The Adventures of Champion
- Genre: Juvenile adventure serial
- Running time: 15 minutes
- Country of origin: United States
- Language(s): English
- Syndicates: Mutual
- TV adaptations: The Adventures of Champion
- Directed by: William Burch
- Original release: June 20, 1949 – November 1949

= The Adventures of Champion (radio series) =

The Adventures of Champion is an American Western serial radio drama directed by William Burch about screen cowboy Gene Autry's horse Champion. Each 15-minute episode was broadcast weekday afternoons on the Mutual Broadcasting System in 1949 and 1950. (Another source says that the program ran "June to November 1949.")

== Background ==
The radio series was a spin-off from Gene Autry's Melody Ranch, a 1940-1956 CBS radio network Sunday-afternoon program featuring the singing cowboy. Jack French and David S. Siegel, in their book Radio Rides the Range: A Reference Guide to Western Drama on the Air, 1929-1967, opined: "The Adventures of Champion was not a spin-off of [Autry's] popular radio show, Melody Ranch, even though both programs had the efforts of the same people. Just grasping the basic scenario of The Adventures of Champion required a substantial suspension of belief in what its juvenile listeners knew to be gospel. Champion was Autry's horse and had a major role in all of his movies, television programs, and personal appearances."

== Format ==
Episodes focus on 12-year-old Ricky West, who is raised in the wilderness by his adoptive Uncle Smoky and his German Shepherd named Rebel.
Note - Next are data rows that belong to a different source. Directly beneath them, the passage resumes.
//! Per-unit-of-work context threaded through the middleware chain.
//!
//! # Responsibilities
//! - Hold the inbound request head, body, and client transport
//! - Track mutable dispatch state (event kind, target, status, parsed parts)
//! - Enforce the single-terminal-write invariant on the transport
//!
//! # Design Decisions
//! - The transport is an enum rather than "socket plus optional response":
//!   hyper owns the socket while serving plain requests, so the two event
//!   kinds genuinely carry different transports
//! - `State.event` is set at construction and never mutated

use std::net::IpAddr;

use bytes::Bytes;
use http_body_util::combinators::BoxBody;
use http_body_util::{BodyExt, Empty, Full};
use hyper::body::Incoming;
use hyper::http::request::Parts;
use hyper::{Response, Uri};
use tokio::io::{AsyncWriteExt, Error as IoError, ErrorKind};
use tokio::net::TcpStream;

use crate::engine::error::ProxyError;

/// Unified response body type: locally built bodies and streamed upstream
/// bodies boxed behind one error type.
pub type ProxyBody = BoxBody<Bytes, hyper::Error>;

/// An empty response body.
pub fn empty() -> ProxyBody {
    Empty::<Bytes>::new().map_err(|never| match never {}).boxed()
}

/// A response body holding one chunk.
pub fn full<T: Into<Bytes>>(chunk: T) -> ProxyBody {
    Full::new(chunk.into()).map_err(|never| match never {}).boxed()
}

/// The two raw event kinds delivered by the connection layer.
#[derive(Debug, Clone, Copy, PartialEq, Eq)]
pub enum Event {
    /// A plain HTTP request to forward to the origin.
    Request,
    /// A CONNECT upgrade asking for an opaque byte tunnel.
    Connect,
}

/// Mutable dispatch state, snapshotted onto error events.
#[derive(Debug, Clone)]
pub struct State {
    pub event: Event,
    /// Raw request target: an absolute URI for request events, a host:port
    /// authority for connect events.
    pub url: String,
    /// Final client-visible status, where one was written on a raw socket.
    pub status: Option<u16>,
    /// Parsed absolute URI (request events, set by the forwarder).
    pub uri: Option<Uri>,
    /// Parsed tunnel target (connect events, set by the tunneler).
    pub hostname: Option<String>,
    pub port: Option<u16>,
    /// Bytes that arrived buffered behind the CONNECT head.
    pub head: Bytes,
}

impl State {
    fn new(event: Event, url: String, head: Bytes) -> Self {
        Self {
            event,
            url,
            status: None,
            uri: None,
            hostname: None,
            port: None,
            head,
        }
    }
}

/// Set-once slot for the response to a plain HTTP request.
#[derive(Default)]
pub struct ResponseSlot {
    response: Option<Response<ProxyBody>>,
}

impl ResponseSlot {
    pub fn is_set(&self) -> bool {
        self.response.is_some()
    }

    pub fn status(&self) -> Option<u16> {
        self.response.as_ref().map(|resp| resp.status().as_u16())
    }

    pub(crate) fn set(&mut self, response: Response<ProxyBody>) -> Result<(), ProxyError> {
        if self.response.is_some() {
            return Err(ProxyError::internal("response already written"));
        }
        self.response = Some(response);
        Ok(())
    }

    pub(crate) fn take(&mut self) -> Option<Response<ProxyBody>> {
        self.response.take()
    }
}

/// Raw client socket for connect events.
///
/// Tracks whether bytes have been written and whether the stream was ended,
/// so terminal operations can be checked before they run. A taken or
/// destroyed socket cannot be written or ended again.
pub struct ClientSocket {
    stream: Option<TcpStream>,
    bytes_written: bool,
    ended: bool,
}

impl ClientSocket {
    pub fn new(stream: TcpStream) -> Self {
        Self {
            stream: Some(stream),
            bytes_written: false,
            ended: false,
        }
    }

    pub fn has_written(&self) -> bool {
        self.bytes_written
    }

    pub async fn write_all(&mut self, data: &[u8]) -> Result<(), IoError> {
        let stream = self
            .stream
            .as_mut()
            .ok_or_else(|| IoError::new(ErrorKind::NotConnected, "socket already taken"))?;
        stream.write_all(data).await?;
        stream.flush().await?;
        self.bytes_written = true;
        Ok(())
    }

    /// Take the underlying stream, e.g. to hand it to the relay. The socket
    /// is considered terminal afterwards.
    pub fn take(&mut self) -> Option<TcpStream> {
        self.ended = true;
        self.stream.take()
    }

    /// Gracefully end the stream. Safe to call on an ended or destroyed
    /// socket; only the first call shuts the stream down.
    pub(crate) async fn end(&mut self) {
        if self.ended {
            return;
        }
        self.ended = true;
        if let Some(stream) = self.stream.as_mut() {
            let _ = stream.shutdown().await;
        }
    }

    /// Forcibly close the stream without a graceful shutdown.
    pub(crate) fn destroy(&mut self) {
        self.ended = true;
        self.stream = None;
    }
}

/// Client-side transport for one unit of work.
pub enum Transport {
    /// Plain HTTP request: the response travels back through hyper.
    Http(ResponseSlot),
    /// CONNECT upgrade: the raw socket, owned by this unit of work.
    Socket(ClientSocket),
}

/// Per-connection state bag threaded through the chain.
///
/// Created once per inbound unit of work and owned exclusively by it; never
/// shared across units.
pub struct Context {
    /// Inbound request head (method, URI, headers).
    pub request: Parts,
    /// Inbound request body; present only for request events, consumed by
    /// the forwarder.
    pub body: Option<Incoming>,
    pub transport: Transport,
    pub state: State,
    pub ip: IpAddr,
}

impl Context {
    pub(crate) fn for_request(request: Parts, body: Incoming, ip: IpAddr) -> Self {
        let url = request.uri.to_string();
        Self {
            request,
            body: Some(body),
            transport: Transport::Http(ResponseSlot::default()),
            state: State::new(Event::Request, url, Bytes::new()),
            ip,
        }
    }

    pub(crate) fn for_connect(
        request: Parts,
        target: String,
        socket: TcpStream,
        head: Bytes,
        ip: IpAddr,
    ) -> Self {
        Self {
            request,
            body: None,
            transport: Transport::Socket(ClientSocket::new(socket)),
            state: State::new(Event::Connect, target, head),
            ip,
        }
    }

    pub fn event(&self) -> Event {
        self.state.event
    }

    /// Consume the inbound request body.
    pub fn take_body(&mut self) -> Option<Incoming> {
        self.body.take()
    }

    /// Write the terminal response for a plain HTTP request. Fails on a
    /// second write or on a connect event.
    pub fn respond(&mut self, response: Response<ProxyBody>) -> Result<(), ProxyError> {
        match &mut self.transport {
            Transport::Http(slot) => slot.set(response),
            Transport::Socket(_) => Err(ProxyError::internal(
                "cannot write an HTTP response on a tunnel transport",
            )),
        }
    }

    /// The raw client socket, for connect events.
    pub fn socket_mut(&mut self) -> Option<&mut ClientSocket> {
        match &mut self.transport {
            Transport::Socket(socket) => Some(socket),
            Transport::Http(_) => None,
        }
    }

    /// Client-visible status, once one is known.
    pub fn response_status(&self) -> Option<u16> {
        self.state.status.or(match &self.transport {
            Transport::Http(slot) => slot.status(),
            Transport::Socket(_) => None,
        })
    }
}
Champion is depicted as a wild horse who lets only Ricky ride him. While the series covered gold mines, rustlers, and Indian problems, the primary focus was on the faith and loyalty between a boy, a dog, and a horse. Stories ran in five installments each, beginning on Monday and ending on Friday.

== Cast ==
Little is known about the cast of the program. French and Siegel wrote, "One of the most curious mysteries about this series was who played the leads of Ricky and Uncle Smoky; contemporary accounts of the program have been unsuccessful in unearthing their identities, and the vast Autry Library and Research Services in Los Angeles, CA, has no record of who the performers were." One participant who was identified was Dave Light, an animal imitator who provided sounds of all animals on the program.

== Television adaption ==
A television series called The Adventures of Champion aired for 26 episodes on CBS during the 1955–1956 season and starred Barry Curtis and Jim Bannon.